The North Face Banchee 50 ReviewJuly 31, 2014
- Great lumbar support
- Lots of pockets make organization easy
- Lid pocket big enough to store a helmet or many smaller items
- Main compartment is “curved” which some might not like
- No separation in main compartment (sleeping bag compartment)
The North Face Banchee 50 backpack provides great organizational features for weekend backpackers or extended backcountry trips. This pack performed well for those looking for numerous ways to organize and access their gear.
The North Face Banchee 50 is a top loading backpack, built for function and comfort, with numerous organizational options.
The North Face Banchee 50 provided access into a large, main compartment through both a top storm-flap and a bottom zipper. The pack lacks a separate sleeping bag compartment, or divider, but in this size of pack I found this to be insignificant—I might would look for a divider in a larger pack. Because of the frame construction and lumbar support, the main compartment did feature a bit of a curve. I did not find this a hindrance, but could see where some users might not like this particular feature since it is harder to see the bottom of the pack under this construction.
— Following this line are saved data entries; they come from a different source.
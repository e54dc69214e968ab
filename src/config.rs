//! Application configuration.
//!
//! Centralizes timing, threshold and selector constants. Site content
//! (owner, typing phrases, welcome lines) is loaded at compile time from
//! `assets/site.toml` with `include_str!` and parsed on startup.

use serde::Deserialize;

use crate::core::error::ConfigError;

// =============================================================================
// Site Content (loaded at compile time)
// =============================================================================

/// Raw site configuration.
pub const SITE_TOML: &str = include_str!("../assets/site.toml");

/// Site content parsed from [`SITE_TOML`].
#[derive(Debug, Clone, PartialEq, Deserialize)]
pub struct SiteConfig {
    /// Name shown in the console welcome banner.
    pub owner: String,
    /// Section whose nav link is forced active near the top of the page.
    #[serde(default = "default_home_section")]
    pub home_section: String,
    pub typing: TypingConfig,
    #[serde(default)]
    pub console: ConsoleConfig,
}

#[derive(Debug, Clone, PartialEq, Deserialize)]
pub struct TypingConfig {
    /// Phrases cycled by the typewriter, in order.
    pub texts: Vec<String>,
}

#[derive(Debug, Clone, PartialEq, Default, Deserialize)]
pub struct ConsoleConfig {
    /// Extra lines printed after the welcome line.
    #[serde(default)]
    pub lines: Vec<String>,
}

fn default_home_section() -> String {
    HOME_SECTION_ID.to_string()
}

impl SiteConfig {
    /// Parses and validates a site configuration document.
    pub fn parse(source: &str) -> Result<Self, ConfigError> {
        let config: Self = toml::from_str(source).map_err(|e| ConfigError::Parse(e.to_string()))?;
        if config.typing.texts.is_empty() {
            return Err(ConfigError::EmptyTypingTexts);
        }
        Ok(config)
    }

    /// Loads the embedded configuration, falling back to built-in defaults.
    pub fn load() -> Self {
        match Self::parse(SITE_TOML) {
            Ok(config) => config,
            Err(e) => {
                crate::utils::console::warn(&format!("site.toml ignored: {}", e));
                Self::default()
            }
        }
    }
}

impl Default for SiteConfig {
    fn default() -> Self {
        Self {
            owner: "Pranav Sarotra".to_string(),
            home_section: default_home_section(),
            typing: TypingConfig {
                texts: vec![
                    "a Computer Science Student".to_string(),
                    "Specialising in Data Science & Artificial Intelligence".to_string(),
                    "a Thinker, Creator, Developer".to_string(),
                    "a Problem Solver".to_string(),
                ],
            },
            console: ConsoleConfig {
                lines: vec![
                    "Built with Rust and WebAssembly".to_string(),
                    "Interested in the code? Check out the GitHub repo!".to_string(),
                ],
            },
        }
    }
}

/// Default id of the home section.
pub const HOME_SECTION_ID: &str = "home";

// =============================================================================
// Typewriter
// =============================================================================

/// Typewriter delays (milliseconds).
pub mod typing {
    /// Delay after each typed character.
    pub const TYPE_MS: u32 = 50;
    /// Delay after each deleted character.
    pub const DELETE_MS: u32 = 30;
    /// Dwell on the fully typed phrase.
    pub const DWELL_FULL_MS: u32 = 1500;
    /// Pause before typing the next phrase.
    pub const DWELL_EMPTY_MS: u32 = 500;
    /// Delay before the first tick after page setup.
    pub const START_DELAY_MS: u32 = 1000;
}

// =============================================================================
// Scroll Coordination
// =============================================================================

/// Scroll and resize thresholds.
pub mod scroll {
    /// Navbar gets the scrolled variant past this offset (px).
    pub const NAVBAR_SCROLLED_Y: f64 = 50.0;
    /// Extra lookahead added to the scroll position when picking the active section (px).
    pub const ACTIVE_SECTION_OFFSET: f64 = 100.0;
    /// Below this offset the home link is always active (px).
    pub const HOME_OVERRIDE_Y: f64 = 100.0;
    /// Quiet window for resize debouncing (ms).
    pub const RESIZE_QUIET_MS: u32 = 250;
    /// Widths above this close the mobile menu on resize (px).
    pub const DESKTOP_MIN_WIDTH: f64 = 768.0;
}

// =============================================================================
// Reveal Animations
// =============================================================================

/// Reveal observer settings.
pub mod reveal {
    pub const FADE_ROOT_MARGIN: &str = "0px 0px -50px 0px";
    pub const FADE_THRESHOLD: f64 = 0.1;
    /// Stagger per sibling ordinal (ms).
    pub const FADE_STAGGER_MS: u32 = 100;

    pub const SKILL_ROOT_MARGIN: &str = "0px";
    pub const SKILL_THRESHOLD: f64 = 0.2;
    /// Stagger per skill ordinal, applied as a CSS transition delay (ms).
    pub const SKILL_STAGGER_MS: u32 = 50;

    /// Polling fallback: reveal when the top edge is this far above the viewport bottom (px).
    pub const POLL_REVEAL_POINT: f64 = 150.0;
}

// =============================================================================
// Preloader
// =============================================================================

/// Time between marking the preloader loaded and removing it (ms).
pub const PRELOADER_REMOVE_MS: u32 = 500;

// =============================================================================
// DOM Hooks
// =============================================================================

/// Element ids and selectors the page is expected to provide.
pub mod selectors {
    pub const NAVBAR_ID: &str = "navbar";
    pub const NAV_TOGGLE_ID: &str = "nav-toggle";
    pub const NAV_MENU_ID: &str = "nav-menu";
    pub const TYPED_TEXT_ID: &str = "typed-text";
    pub const NAV_LINK: &str = ".nav-link";
    pub const INTERNAL_LINK: &str = "a[href^=\"#\"]";
    pub const FADE_IN: &str = ".fade-in";
    pub const SKILL_ITEM: &str = ".skill-item";
    pub const SECTION: &str = "section[id]";
    pub const BACK_TO_TOP: &str = ".footer-back-to-top";
    pub const IMAGE: &str = "img";
    pub const PRELOADER: &str = ".preloader";
}

/// Presentation hook class names.
pub mod classes {
    pub const ACTIVE: &str = "active";
    pub const SCROLLED: &str = "scrolled";
    pub const VISIBLE: &str = "visible";
    pub const NAV_LINK: &str = "nav-link";
    pub const IMAGE_ERROR: &str = "image-error";
    pub const LOADED: &str = "loaded";
}

// =============================================================================
// Console Banner
// =============================================================================

pub mod banner {
    pub const WELCOME_STYLE: &str = "color: #6366f1; font-size: 16px; font-weight: bold;";
    pub const BUILT_WITH_STYLE: &str = "color: #8b5cf6; font-size: 12px;";
    pub const FOOTER_STYLE: &str = "color: #a1a1aa; font-size: 11px;";
}

#[cfg(test)]
mod tests {
    use super::*;

    #[test]
    fn test_embedded_config_parses() {
        let config = SiteConfig::parse(SITE_TOML).unwrap();
        assert!(!config.typing.texts.is_empty());
        assert_eq!(config.home_section, "home");
    }

    #[test]
    fn test_fallback_matches_embedded_config() {
        let embedded = SiteConfig::parse(SITE_TOML).unwrap();
        assert_eq!(SiteConfig::default(), embedded);
        assert_eq!(SiteConfig::default().typing.texts.len(), 4);
        assert_eq!(SiteConfig::default().console.lines.len(), 2);
    }

    #[test]
    fn test_home_section_defaults() {
        let config = SiteConfig::parse(
            r#"
            owner = "Someone"
            [typing]
            texts = ["one"]
            "#,
        )
        .unwrap();
        assert_eq!(config.home_section, HOME_SECTION_ID);
        assert!(config.console.lines.is_empty());
    }

    #[test]
    fn test_empty_texts_rejected() {
        let err = SiteConfig::parse(
            r#"
            owner = "Someone"
            [typing]
            texts = []
            "#,
        )
        .unwrap_err();
        assert_eq!(err, ConfigError::EmptyTypingTexts);
    }

    #[test]
    fn test_malformed_toml_rejected() {
        assert!(matches!(
            SiteConfig::parse("owner = "),
            Err(ConfigError::Parse(_))
        ));
    }
}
The Banchee includes a side stretch pocket on each side of the pack that was large enough to securely store a 1-liter water bottle, but like most packs on the market, I found it difficult to retrieve a bottle from these pockets while on the fly.
The Banchee also sports a large front pocket that was large enough to store a small snow shovel, rain gear, water shoes, or other similar items, which I found very helpful. The two vertical zippered side pockets proved useful for storing extra clothing, snacks or food and other items that I wanted easy access to.
The Banchee uses a typical internal hydration sleeve to store up to a 3-liter hydration bladder. I discovered the large lid pocket, with its extra long zipper, could store items as large as a climbing helmet.
The North Face Banchee 50 hipbelt has thick padding that wrapped around my waist and allowed for a comfortable fit. I also liked the zippered hipbelt pockets, which were large enough to store a small camera, GPS, or smartphone.
Back panel/Shoulder Straps
The Banchee uses an oversized lumbar support that helped cradle my lower back, but also allowed for a mesh open area on the back panel that allowed good air flow. This helped keep me cooler in warmer conditions and during aerobic activities. The back panel also provided easy adjustment of torso length to allow for a good overall fit. The shoulder straps have solid padding, so they also fit comfortably.
The North Face Banchee 50 proved to be stable and comfortable carrying loads up to 40 pounds. While on the move, the Banchee did not float on ascents or descents, or the occasional scramble. I found the Banchee to be capable of carrying loads in the 45 to 55 pound range, but at the those weights I did begin to feel more pressure in my shoulders and found the pack to begin to be less stable.
The North Face Banchee 50 proved durable in a variety of conditions. The zippers, pockets and fabrics all performed well during weeks of rugged use. Discounting some normal wear and tear, I found the Banchee to be durable and rugged.